では、さっそく表紙カバーの作成にはいります。手元にあるこの本もおそらくもともとあったカバーが無い状態だと思われますし、ちょうどいいかもしれませんね。今回は検索しても国会図書館などの索引にヒットするだけで、背表紙どころか表紙カバーのデザインも不明でした。なので、目の前にある本のデザインを参考に、似たようなテイストで背表紙なども創作します。
白地では雰囲気でないので、地色も印刷しようと思いましたが、もともと色の付いた紙にプリントするほうがリアリティがあるのでは?と思いつき、けっこう昔に買ったインクジェット対応のクラフトペーパーがあったのを思い出し、それを使用することにしました。色合いも古書の焼けた感じに似てていい感じになりそう。ベージュ色のクラフトペーパーにプリントする事を考えて、文字の色味は鮮やかな朱色にしました。実際にプリントすると、いい具合に赤色が濁って落ち着きのある赤に。
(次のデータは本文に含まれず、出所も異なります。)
//! The solver facade consumed by the engine, and the trivial fallback
//!
//! The engine hands the facade quantifier-free boolean thunks over logical
//! refs (universals are turned into map constraints or counterexample
//! instantiations before any solver call). `check` decides satisfiability;
//! `pick` produces a model, and repeated calls enumerate distinct models by
//! excluding every previously returned one with a blocking clause.

use crate::generator::Generator;
use num_bigint::BigInt;
use rustc_hash::FxHashMap;
use symvl_core::ast::Thunk;
use symvl_core::ty::Type;
use symvl_core::value::{Ref, Value};
use thiserror::Error;

/// Satisfiability verdict. UNKNOWN outcomes (timeouts, incomplete theories)
/// are conservatively folded into `Unsat` by implementations.
#[derive(Debug, Clone, Copy, PartialEq, Eq)]
pub enum Sat {
    Sat,
    Unsat,
}

/// A model: one concrete value per logical ref
pub type Solution = FxHashMap<Ref, Value>;

/// Declared types of the engine's logical refs
pub type RefTypes = FxHashMap<Ref, Type>;

/// Faults of a solver backend (distinct from UNSAT verdicts); the engine
/// surfaces them as nonexecutable test cases
#[derive(Debug, Clone, Error)]
pub enum SolverError {
    #[error("solver cannot express construct: {0}")]
    Unsupported(String),
    #[error("solver backend error: {0}")]
    Backend(String),
}

pub type SolverResult<T> = Result<T, SolverError>;

/// Abstract SMT backend interface
pub trait Solver {
    /// Decide satisfiability of the conjunction of `constraints`
    fn check(&mut self, constraints: &[Thunk], refs: &RefTypes) -> SolverResult<Sat>;

    /// Produce a model of `constraints`, or `None` when unsatisfiable.
    /// Each call excludes all models returned by previous calls.
    fn pick(&mut self, constraints: &[Thunk], refs: &RefTypes) -> SolverResult<Option<Solution>>;
}

/// Non-SMT fallback: assigns every ref an independently generated value of
/// its declared type.
///
/// `check` reports SAT for *any* constraint set; this is deliberately
/// unsound for satisfiability queries and only safe when picking against an
/// empty constraint set (the engine detects inconsistencies downstream when
/// a real backend is attached). Use it when arbitrary values are all that
/// is needed.
pub struct TrivialSolver {
    /// Enumeration bound: values drawn from `[-bound, +bound]`, or the
    /// unbounded zigzag order when absent
    bound: Option<BigInt>,
    gen: Box<dyn Generator>,
}

impl TrivialSolver {
    pub fn new(bound: Option<BigInt>, gen: Box<dyn Generator>) -> Self {
        Self { bound, gen }
    }
}

impl Solver for TrivialSolver {
    fn check(&mut self, _constraints: &[Thunk], _refs: &RefTypes) -> SolverResult<Sat> {
        Ok(Sat::Sat)
    }

    fn pick(&mut self, _constraints: &[Thunk], refs: &RefTypes) -> SolverResult<Option<Solution>> {
        let mut solution = Solution::default();
        // sorted for a deterministic draw order
        let mut sorted: Vec<_> = refs.iter().collect();
        sorted.sort_by_key(|(r, _)| r.0);
        for (&r, ty) in sorted {
            let value = match ty {
                Type::Int => Value::Int(self.gen.gen_integer(self.bound.as_ref())),
                Type::Bool => Value::Bool(self.gen.gen_bool()),
                // map-typed names get heap references, never logical refs
                Type::Map { .. } => continue,
                Type::Custom(name) => {
                    return Err(SolverError::Unsupported(format!(
                        "cannot enumerate values of opaque type {}",
                        name
                    )))
                }
            };
            solution.insert(r, value);
        }
        Ok(Some(solution))
    }
}

#[cfg(test)]
mod tests {
    use super::*;
    use crate::generator::TrivialGenerator;

    #[test]
    fn trivial_check_is_always_sat() {
        let mut s = TrivialSolver::new(None, Box::new(TrivialGenerator));
        assert_eq!(s.check(&[], &RefTypes::default()).unwrap(), Sat::Sat);
    }

    #[test]
    fn trivial_pick_covers_every_ref() {
        let mut refs = RefTypes::default();
        refs.insert(Ref(0), Type::Int);
        refs.insert(Ref(1), Type::Bool);
        let mut s = TrivialSolver::new(None, Box::new(TrivialGenerator));
        let sol = s.pick(&[], &refs).unwrap().unwrap();
        assert_eq!(sol.get(&Ref(0)), Some(&Value::int(0)));
        assert_eq!(sol.get(&Ref(1)), Some(&Value::Bool(true)));
    }

    #[test]
    fn trivial_pick_rejects_opaque_types() {
        let mut refs = RefTypes::default();
        refs.insert(Ref(0), Type::Custom("T".to_string()));
        let mut s = TrivialSolver::new(None, Box::new(TrivialGenerator));
        assert!(matches!(
            s.pick(&[], &refs),
            Err(SolverError::Unsupported(_))
        ));
    }
}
文字は先日の記事と同じ感じで、似た書体で組んでみました。ヒラギノやリュウミンなど、オープンタイプのオーソドックスな日本語フォントには異字体として旧字体もけっこう含まれているので、こういう時には重宝しますね。絵柄は原本をスキャンしてphotoshopで図柄部分の選択範囲を出して、それを作業用パスに変換、そのベクトルデータをイラレ上で文字と同じ色に変換して使用しました。
完璧とはいかないまでも、最初の状態と比べればかなり良くなったと思います。クラフト紙を使う事でそこそこ古書っぽい雰囲気も出たので、これで良しとします。
怪し気な古書を入れてる本棚にさして確認。さすがに本物に囲まれるとちょっと浮いてる感もありますが、一応は許せるレベルではないでしょうか。ということで、今回も前回に引き続き、古本の補修を記事にしてみました。ご閲覧ありがとうございました。

今回補修しました本、『神話と神話学』(中島悦次 著 大東出版社 昭和17年)の目次です。
宇宙関連の神話の分類と解説。そそるテーマと、興味深い分類にグッときます。
上の画像は全ての目次です。宇宙創成神話だけでなく、太陽や月などの天体関連も充実していますね。巨人や小人の神話など、大ヒットしたアニメ『進撃の巨人』とか、身近な話題の興味を深めそうなテーマもありますね。また最後のほうにある「神聖数の話」も面白そう。ざっと見てみると、民族の違いによって神聖視される数が違ってたり、ある民族がなぜその数を神聖視するのかなどが分類考察されています。偶然とインスピレーションで出会った本ですが、なかなか面白そうな内容の本ですね。